Motivation is often very high when you’re just starting out. This can be great, but also dangerous at times. Being excited is important, but being so excited that you don’t do your research first can lead to injury, burnout, or a loss of interest that puts you right back where you started.

So let’s start out on the right foot together.  Here are your Dos and Don’ts:


  • Make sure you’re healthy enough to take on a workout before beginning a new routine. Check with your doctor.
  • Research and invest in the appropriate equipment (within reason). Many workouts can be accomplished in shorts and sneakers, but others might require something special. Weight lifting gloves, yoga mats, joint supports, etc.
  • Stretch and hydrate before beginning each workout. Give yourself the best possible start to prevent injury or dehydration.
  • Warm up. Believe it or not, this is different from stretching. Rather than running out your front door and straight into a 5K, start slowly and give your joints and muscles a chance to wake up.
  • Keep track of your progress. This is a great source of motivation as you set and reach new goals.
  • Take breaks. Your body needs time to recover from each training session. You can alternate muscle groups (arms one day, legs the next), but you should still take days off altogether.
  • Sleep. Adequate and restful sleep is essential to a healthy workout routine. Make sure you are getting at least 8 hours per night.

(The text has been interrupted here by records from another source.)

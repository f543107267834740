//! Tile values stored in board cells.
//!
//! A tile is either a style index in `[0, num_styles)` or the `EMPTY`
//! sentinel left behind by a clear and consumed by gravity-fill.
//!
//! ```
//! use match3_engine::core::Tile;
//!
//! let ruby = Tile::new(2);
//! assert_eq!(ruby.style(), Some(2));
//! assert!(Tile::EMPTY.is_empty());
//! assert_eq!(Tile::EMPTY.style(), None);
//! ```

use serde::{Deserialize, Serialize};

use super::error::BoardDataError;

/// Contents of one board cell.
///
/// Two tiles with the same style are interchangeable.
#[derive(Clone, Copy, Debug, PartialEq, Eq, Hash, Serialize, Deserialize)]
#[serde(try_from = "u8", into = "u8")]
pub struct Tile(u8);

impl Tile {
    /// Marks a cell whose tile was cleared and is awaiting refill.
    pub const EMPTY: Tile = Tile(u8::MAX);

    /// Largest number of distinct styles a board can hold.
    pub const MAX_STYLES: u8 = u8::MAX - 1;

    /// Create a tile of the given style.
    #[must_use]
    pub const fn new(style: u8) -> Self {
        assert!(style < Self::MAX_STYLES, "style index collides with EMPTY");
        Self(style)
    }

    /// Style index, or `None` for an empty cell.
    #[must_use]
    pub const fn style(self) -> Option<u8> {
        if self.is_empty() {
            None
        } else {
            Some(self.0)
        }
    }

    /// Check whether this cell is empty.
    #[must_use]
    pub const fn is_empty(self) -> bool {
        self.0 == Self::EMPTY.0
    }

    /// Style as a signed value, `-1` for empty.
    ///
    /// Convenient for presentation layers and array exports.
    #[must_use]
    pub const fn to_i16(self) -> i16 {
        if self.is_empty() {
            -1
        } else {
            self.0 as i16
        }
    }
}

impl TryFrom<u8> for Tile {
    type Error = BoardDataError;

    fn try_from(raw: u8) -> Result<Self, Self::Error> {
        if raw < Self::MAX_STYLES || raw == Self::EMPTY.0 {
            Ok(Self(raw))
        } else {
            Err(BoardDataError::InvalidTile(raw))
        }
    }
}

impl From<Tile> for u8 {
    fn from(tile: Tile) -> u8 {
        tile.0
    }
}

impl std::fmt::Display for Tile {
    fn fmt(&self, f: &mut std::fmt::Formatter<'_>) -> std::fmt::Result {
        match self.style() {
            Some(style) => write!(f, "{}", style),
            None => write!(f, "."),
        }
    }
}

#[cfg(test)]
mod tests {
    use super::*;

    #[test]
    fn test_style_round_trip() {
        for style in [0u8, 1, 6, 253] {
            assert_eq!(Tile::new(style).style(), Some(style));
            assert!(!Tile::new(style).is_empty());
        }
    }

    #[test]
    fn test_empty() {
        assert!(Tile::EMPTY.is_empty());
        assert_eq!(Tile::EMPTY.to_i16(), -1);
        assert_eq!(Tile::new(4).to_i16(), 4);
    }

    #[test]
    fn test_display() {
        assert_eq!(format!("{}", Tile::new(3)), "3");
        assert_eq!(format!("{}", Tile::EMPTY), ".");
    }

    #[test]
    fn test_deserialize_checks_value() {
        let tile: Tile = serde_json::from_str("6").unwrap();
        assert_eq!(tile, Tile::new(6));
        let empty: Tile = serde_json::from_str("255").unwrap();
        assert!(empty.is_empty());

        // 254 is neither a style nor the EMPTY marker.
        assert!(serde_json::from_str::<Tile>("254").is_err());
        assert_eq!(Tile::try_from(254), Err(BoardDataError::InvalidTile(254)));
        assert_eq!(serde_json::to_string(&Tile::new(6)).unwrap(), "6");
    }

    #[test]
    #[should_panic(expected = "style index collides with EMPTY")]
    fn test_style_out_of_range() {
        let _ = Tile::new(u8::MAX);
    }
}
//! Board storage.
//!
//! The `Board` owns the tile grid and nothing else. Score, selection and
//! game-over state live in [`crate::session`]; chain logic lives in
//! [`crate::chain`] and [`crate::resolver`].

mod grid;

pub use grid::Board;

  • Ignore your body. If something hurts, stop. You’ll be able to feel the difference between a good, healthy muscle burn and actual pain. Pay attention to those feelings, and adjust accordingly. Overtraining can lead to injury.
  • Starve yourself. Working out to lose weight is a healthy option, but pairing workouts with an overly restrictive diet can lead to muscle loss and become counterproductive. Remember to feed your body with protein for muscle repair, carbs for energy, and plenty of vitamin rich foods for overall health.
  • Push for unreasonable goals. Changes in your strength and appearance will happen, but by degrees. Overly ambitious goals can lead you to feel disappointed and give up. Adjust your goals, and stick with it. You’ll see improvements all the time.
  • Take unnecessary risks. If you are going for a hike, tell someone where you’ll be, and when you expect to be back. If you’re lifting heavy weights, do so with a spotter. Never run or bike at night without reflective clothing.

Your workouts should be a source of fun. Will they be exhausting? Yes. Will they push you to new limits? Absolutely. But your workouts are all about you. By making yourself and your health a priority, you have already made the best possible decision. Just follow these simple guidelines for safe, and energizing workouts, and you’ll be seeing results in no time!